Start of PROVIDED DATA

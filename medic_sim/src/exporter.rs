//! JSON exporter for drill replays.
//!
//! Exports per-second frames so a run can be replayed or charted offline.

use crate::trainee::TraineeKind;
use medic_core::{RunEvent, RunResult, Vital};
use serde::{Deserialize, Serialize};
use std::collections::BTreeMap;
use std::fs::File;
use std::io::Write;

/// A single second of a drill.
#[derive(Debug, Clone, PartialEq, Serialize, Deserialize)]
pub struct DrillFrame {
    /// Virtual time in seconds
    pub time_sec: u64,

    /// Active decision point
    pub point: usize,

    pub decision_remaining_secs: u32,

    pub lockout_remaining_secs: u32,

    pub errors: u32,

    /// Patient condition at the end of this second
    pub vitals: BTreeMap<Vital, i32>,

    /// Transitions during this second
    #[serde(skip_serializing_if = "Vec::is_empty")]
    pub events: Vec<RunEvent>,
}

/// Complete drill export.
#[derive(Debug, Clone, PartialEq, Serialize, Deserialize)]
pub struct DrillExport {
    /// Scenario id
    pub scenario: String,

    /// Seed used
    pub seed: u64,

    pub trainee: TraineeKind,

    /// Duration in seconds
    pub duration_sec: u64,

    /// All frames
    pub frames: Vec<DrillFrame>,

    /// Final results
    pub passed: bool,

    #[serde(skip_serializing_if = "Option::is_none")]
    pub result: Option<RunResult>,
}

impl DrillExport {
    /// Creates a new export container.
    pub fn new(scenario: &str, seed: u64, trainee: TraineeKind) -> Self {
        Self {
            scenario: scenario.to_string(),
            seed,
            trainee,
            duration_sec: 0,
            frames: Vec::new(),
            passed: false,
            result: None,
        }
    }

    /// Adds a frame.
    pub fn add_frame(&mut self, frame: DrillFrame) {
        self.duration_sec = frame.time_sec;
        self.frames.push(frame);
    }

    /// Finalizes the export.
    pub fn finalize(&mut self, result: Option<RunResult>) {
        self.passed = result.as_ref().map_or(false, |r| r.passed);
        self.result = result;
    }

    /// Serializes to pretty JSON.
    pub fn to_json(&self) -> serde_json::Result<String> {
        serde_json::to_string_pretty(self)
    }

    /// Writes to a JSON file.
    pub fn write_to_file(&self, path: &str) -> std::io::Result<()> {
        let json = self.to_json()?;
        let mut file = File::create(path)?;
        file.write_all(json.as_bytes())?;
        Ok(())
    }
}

End of PROVIDED DATA

## [EXERCISE REQUIREMENTS]
Lines above that contain the string "seconds" make up the answer.

## [SOLUTION TO THIS TASK]
    /// Virtual time in seconds
    /// Duration in seconds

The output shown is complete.